The Lord of the Rings may be a 'fairy-story', but it takes place in the Northern hemisphere of this earth: miles are miles, days are days, and weather is weather.

And genetics are genetics and skin colour is skin colour. There may well be some fiddling around so that the Noldorin tend to all have black hair and gray eyes, but that's because Edith Tolkien had black hair and grey eyes and he decided that the most beautiful people in his created world would look like her (original conception of Luthien was to make her blonde with blue eyes but he changed that for his fiancée/wife).

I'm also not too happy with some of the other cards, e.g. the one for the Woses - that looks like someone's bad version of pseudo-Celt/Pict instead of one of the Druédain.

Like how a short mother can have a tall daughter, a dark skinned father can have a pale son.

Sure, if the father is tall, or there are tall people in the family on both sides so the genes come through. Same with the lighter-skinned children of dark-skinned parent, if one parent is light-skinned (see Meghan Markle) or both parents have mixed ancestry. But if you're going to do a Disney movie adaptation where mom is black, dad is white, and the son is Filipino - we're not in Tolkien-verse anymore, why even bother?

I looked up Edith Tolkien and JRR had good taste.

From a letter to Christopher Tolkien in 1972:

I have at last got busy about Mummy's grave. .... The inscription I should like is:

EDITH MARY TOLKIEN

1889-1971

Lúthien

: brief and jejune, except for Lúthien, which says for me more than a multitude of words: for she was (and knew she was) my Lúthien.

July 13. Say what you feel, without reservation, about this addition. I began this under the stress of great emotion & regret – and in any case I am afflicted from time to time (increasingly) with an overwhelming sense of bereavement. I need advice. Yet I hope none of my children will feel that the use of this name is a sentimental fancy. It is at any rate not comparable to the quoting of pet names in obituaries. I never called Edith Lúthien – but she was the source of the story that in time became the chief part of the Silmarillion. It was first conceived in a small woodland glade filled with hemlocks at Roos in Yorkshire (where I was for a brief time in command of an outpost of the Humber Garrison in 1917, and she was able to live with me for a while). In those days her hair was raven, her skin clear, her eyes brighter than you have seen them, and she could sing – and dance. But the story has gone crooked, & I am left, and I cannot plead before the inexorable Mandos.

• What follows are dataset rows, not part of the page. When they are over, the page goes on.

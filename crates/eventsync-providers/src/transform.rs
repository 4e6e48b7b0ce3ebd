//! Conversion between remote payloads and local event records.
//!
//! [`EventTransformer::from_remote`] validates a pulled event and turns it into
//! an [`EventRecordUpdate`]; anything it cannot use becomes a [`Rejection`],
//! which the pull cycle counts and skips. [`EventTransformer::to_remote`] is the
//! structural inverse used when pushing.
//!
//! Boundaries map one to one: a remote `dateTime` splits into a date and a time
//! in the calendar zone, a remote `date` is an all-day boundary with no time.

use chrono::{DateTime, NaiveDate};
use chrono_tz::Tz;
use eventsync_core::{EventBoundary, EventRecord, EventRecordUpdate, RecordId, RemoteRef};
use thiserror::Error;
use tracing::warn;
use url::Url;

use crate::payload::{
    BoundaryPayload, CATEGORIES_PROPERTY, EventPayload, EventSource, OutboundEvent,
};

/// Why a remote event was skipped.
#[derive(Debug, Clone, PartialEq, Eq, Error)]
pub enum Rejection {
    #[error("missing required field `{0}`")]
    MissingField(&'static str),

    #[error("unparseable {field} value {value:?}")]
    InvalidBoundary { field: &'static str, value: String },

    #[error("event is cancelled")]
    Cancelled,
}

/// Public site the events are published on.
#[derive(Debug, Clone, PartialEq, Eq, serde::Serialize, serde::Deserialize)]
pub struct SiteConfig {
    /// Host name, e.g. `events.example.org`.
    pub domain: String,
    /// `https` unless configured otherwise.
    #[serde(default = "default_scheme")]
    pub scheme: String,
}

fn default_scheme() -> String {
    "https".to_string()
}

impl SiteConfig {
    pub fn new(domain: impl Into<String>) -> Self {
        Self {
            domain: domain.into(),
            scheme: default_scheme(),
        }
    }

    /// Root URL of the site.
    pub fn base_url(&self) -> Result<Url, url::ParseError> {
        Url::parse(&format!("{}://{}/", self.scheme, self.domain))
    }
}

/// Remote event id for a record that has never been synced.
///
/// Calendar ids must be base32hex (`a-v`, `0-9`), so the local key is written
/// as zero-padded digits behind an `ev` prefix.
pub fn derived_event_id(id: RecordId) -> String {
    format!("ev{:010}", id.0)
}

/// Splits the categories property into distinct, trimmed labels.
pub fn parse_categories(raw: &str) -> Vec<String> {
    let mut labels: Vec<String> = Vec::new();
    for label in raw.split(',').map(str::trim).filter(|l| !l.is_empty()) {
        if !labels.iter().any(|l| l == label) {
            labels.push(label.to_string());
        }
    }
    labels
}

/// Maps events of one calendar between their remote and local shapes.
#[derive(Debug, Clone)]
pub struct EventTransformer {
    calendar_id: String,
    timezone: Tz,
    site_url: Option<Url>,
}

impl EventTransformer {
    /// Creates a transformer for a calendar whose local times are in `timezone`.
    pub fn new(calendar_id: impl Into<String>, timezone: Tz) -> Self {
        Self {
            calendar_id: calendar_id.into(),
            timezone,
            site_url: None,
        }
    }

    /// Links pushed events back to their page under `site_url`.
    pub fn with_site_url(mut self, site_url: Url) -> Self {
        self.site_url = Some(site_url);
        self
    }

    pub fn calendar_id(&self) -> &str {
        &self.calendar_id
    }

    pub fn timezone(&self) -> Tz {
        self.timezone
    }

    /// Converts a pulled event into a partial record update.
    pub fn from_remote(&self, payload: &EventPayload) -> Result<EventRecordUpdate, Rejection> {
        let id = non_empty(payload.id.as_deref()).ok_or(Rejection::MissingField("id"))?;
        let title =
            non_empty(payload.summary.as_deref()).ok_or(Rejection::MissingField("summary"))?;
        if payload.is_cancelled() {
            return Err(Rejection::Cancelled);
        }
        let location =
            non_empty(payload.location.as_deref()).ok_or(Rejection::MissingField("location"))?;
        let start = self.parse_boundary("start", payload.start.as_ref())?;
        let end = self.parse_boundary("end", payload.end.as_ref())?;

        Ok(EventRecordUpdate {
            remote: RemoteRef {
                id: id.to_string(),
                etag: payload.etag.clone(),
                html_link: payload.html_link.clone(),
            },
            title: title.to_string(),
            location: location.to_string(),
            start,
            end,
            description: payload.description.clone(),
            categories: payload.categories_property().map(parse_categories),
        })
    }

    /// Builds the payload that publishes `record` to the calendar.
    pub fn to_remote(&self, record: &EventRecord) -> OutboundEvent {
        let event_id = record
            .remote_id()
            .map(str::to_string)
            .unwrap_or_else(|| derived_event_id(record.id));

        let mut event = EventPayload {
            id: Some(event_id),
            summary: Some(record.title.clone()),
            description: Some(record.description.clone()),
            location: Some(record.location.clone()),
            start: Some(self.boundary_payload(record.start())),
            end: Some(self.boundary_payload(record.end())),
            ..EventPayload::default()
        };

        if !record.keywords().is_empty() {
            let labels: Vec<&str> = record.keywords().iter().map(|k| k.title.as_str()).collect();
            event.set_private_property(CATEGORIES_PROPERTY, labels.join(","));
        }

        if let Some(ref base) = self.site_url {
            match base.join(&format!("{}/", record.slug)) {
                Ok(url) => {
                    event.source = Some(EventSource {
                        title: record.title.clone(),
                        url: url.to_string(),
                    })
                }
                Err(e) => warn!(record_id = %record.id, slug = %record.slug, error = %e, "cannot build page URL"),
            }
        }

        OutboundEvent {
            calendar_id: self.calendar_id.clone(),
            event,
        }
    }

    fn parse_boundary(
        &self,
        field: &'static str,
        boundary: Option<&BoundaryPayload>,
    ) -> Result<EventBoundary, Rejection> {
        let boundary = boundary.ok_or(Rejection::MissingField(field))?;

        if let Some(ref value) = boundary.date_time {
            let instant =
                DateTime::parse_from_rfc3339(value).map_err(|_| Rejection::InvalidBoundary {
                    field,
                    value: value.clone(),
                })?;
            return Ok(EventBoundary::from_instant(&instant, self.timezone));
        }

        if let Some(ref value) = boundary.date {
            let date = NaiveDate::parse_from_str(value, "%Y-%m-%d").map_err(|_| {
                Rejection::InvalidBoundary {
                    field,
                    value: value.clone(),
                }
            })?;
            return Ok(EventBoundary::all_day(date));
        }

        Err(Rejection::MissingField(field))
    }

    fn boundary_payload(&self, boundary: EventBoundary) -> BoundaryPayload {
        match boundary.to_zoned(self.timezone) {
            Some(instant) => BoundaryPayload::from_zoned(&instant),
            None => BoundaryPayload::from_date(boundary.date),
        }
    }
}

fn non_empty(value: Option<&str>) -> Option<&str> {
    value.filter(|v| !v.trim().is_empty())
}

I will say no more now. But I should like ere long to have a long talk with you. For if as seems probable I shall never write any ordered biography – it is against my nature, which expresses itself about things deepest felt in tales and myths — someone close in heart to me should know something about things that records do not record: the dreadful sufferings of our childhoods, from which we rescued one another, but could not wholly heal the wounds that later often proved disabling; the sufferings that we endured after our love began – all of which (over and above our personal weaknesses) might help to make pardonable, or understandable, the lapses and darknesses which at times marred our lives — and to explain how these never touched our depths nor dimmed our memories of our youthful love. For ever (especially when alone) we still met in the woodland glade, and went hand in hand many times to escape the shadow of imminent death before our last parting.